In Israel haben Dutzende ultraorthodoxe Demonstranten das Privathaus eines wichtigen Richters gestürmt und dabei Sachschäden angerichtet.
Am Mittwochabend hat eine größere Gruppe ultraorthodoxer Israelis das Haus von Richter Noam Sohlberg in einer Siedlung im Westjordanland gestürmt. Sie schlugen Fenster ein, zerstörten Blumentöpfe und beschädigten ein Auto. Die Polizei kam schnell und nahm Dutzende Menschen fest. Der Hintergrund: In Israel wird seit Jahren darüber gestritten, ob ultraorthodoxe Männer zur Armee müssen. Das Oberste Gericht hatte 2024 entschieden, dass auch sie Wehrdienst leisten müssen. Viele Ultraorthodoxe lehnen das ab, und Richter Sohlberg setzt sich besonders für die Durchsetzung der Wehrpflicht ein.

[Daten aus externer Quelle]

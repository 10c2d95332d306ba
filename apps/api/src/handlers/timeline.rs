use std::str::FromStr;

use axum::Json;
use axum::extract::{Path, State};
use mailtrail_core::SessionId;

use crate::dto::{DetailRequest, DetailResponse, TimelineRequest, TimelineViewResponse};
use crate::error::ApiResult;
use crate::state::AppState;

pub async fn timeline_handler(
    State(state): State<AppState>,
    Path(session_id): Path<String>,
    Json(payload): Json<TimelineRequest>,
) -> ApiResult<Json<TimelineViewResponse>> {
    let session_id = SessionId::from_str(session_id.as_str())?;

    let view = state
        .timeline_service
        .timeline(session_id, payload.into())
        .await?;

    Ok(Json(TimelineViewResponse::from(view)))
}

pub async fn detail_handler(
    State(state): State<AppState>,
    Path((session_id, record_index)): Path<(String, usize)>,
    Json(payload): Json<DetailRequest>,
) -> ApiResult<Json<DetailResponse>> {
    let session_id = SessionId::from_str(session_id.as_str())?;

    let projection = state
        .timeline_service
        .detail(session_id, record_index, payload.highlight.as_deref())
        .await?;

    Ok(Json(DetailResponse::from(projection)))
}
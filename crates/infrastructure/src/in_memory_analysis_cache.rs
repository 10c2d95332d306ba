use std::collections::HashMap;

use async_trait::async_trait;
use mailtrail_application::AnalysisCache;
use mailtrail_core::{AppResult, SessionId};
use mailtrail_domain::ExchangeAnalysis;
use tokio::sync::RwLock;

/// In-memory analysis cache, used when no Redis endpoint is configured.
#[derive(Debug, Default)]
pub struct InMemoryAnalysisCache {
    entries: RwLock<HashMap<SessionId, ExchangeAnalysis>>,
}

impl InMemoryAnalysisCache {
    /// Creates an empty cache.
    #[must_use]
    pub fn new() -> Self {
        Self {
            entries: RwLock::new(HashMap::new()),
        }
    }
}

#[async_trait]
impl AnalysisCache for InMemoryAnalysisCache {
    async fn get_exchange(&self, session_id: SessionId) -> AppResult<Option<ExchangeAnalysis>> {
        Ok(self.entries.read().await.get(&session_id).cloned())
    }

    async fn put_exchange(
        &self,
        session_id: SessionId,
        analysis: &ExchangeAnalysis,
    ) -> AppResult<()> {
        self.entries
            .write()
            .await
            .insert(session_id, analysis.clone());
        Ok(())
    }
}

#[cfg(test)]
mod tests {
    use mailtrail_application::AnalysisCache;
    use mailtrail_core::SessionId;
    use mailtrail_domain::ExchangeAnalysis;

    use super::InMemoryAnalysisCache;

    fn analysis() -> ExchangeAnalysis {
        ExchangeAnalysis {
            total_operations: 1,
            unique_mailboxes: 1,
            operations_by_type: Vec::new(),
            operations_by_user: Vec::new(),
            operation_details: Vec::new(),
            detailed_operations: Vec::new(),
        }
    }

    #[tokio::test]
    async fn cached_analyses_round_trip() {
        let cache = InMemoryAnalysisCache::new();
        let session_id = SessionId::new();

        let missing = cache
            .get_exchange(session_id)
            .await
            .unwrap_or_else(|_| unreachable!());
        assert!(missing.is_none());

        let stored = cache.put_exchange(session_id, &analysis()).await;
        assert!(stored.is_ok());

        let found = cache
            .get_exchange(session_id)
            .await
            .unwrap_or_else(|_| unreachable!());
        assert_eq!(found.map(|cached| cached.total_operations), Some(1));
    }
}
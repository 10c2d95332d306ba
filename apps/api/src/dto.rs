mod analysis;
mod common;
mod detail;
mod timeline;
mod upload;

pub use analysis::AnalysisFilterRequest;
pub use common::HealthResponse;
pub use detail::{DetailRequest, DetailResponse, LogDetailResponse, RawSegmentResponse};
pub use timeline::{TimelineRequest, TimelineRowResponse, TimelineViewResponse};
pub use upload::UploadResponse;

Die Frau des Richters, Meira Sohlberg, sagte Reportern, sie und ihr Mann seien Kinder von Holocaust-Überlebenden. Sie fragte: 'Wie kann es sein, dass Juden einander so etwas antun?' Die Polizei betonte, dass Protest wichtig sei, aber niemand dabei Gewalt anwenden oder Häuser beschädigen dürfe. Auch die israelische Regierung verurteilte den Angriff. Allerdings hängt der Ministerpräsident politisch am ständigen Streit mit den ultraorthodoxen Parteien, die in seiner Koalition mitregieren.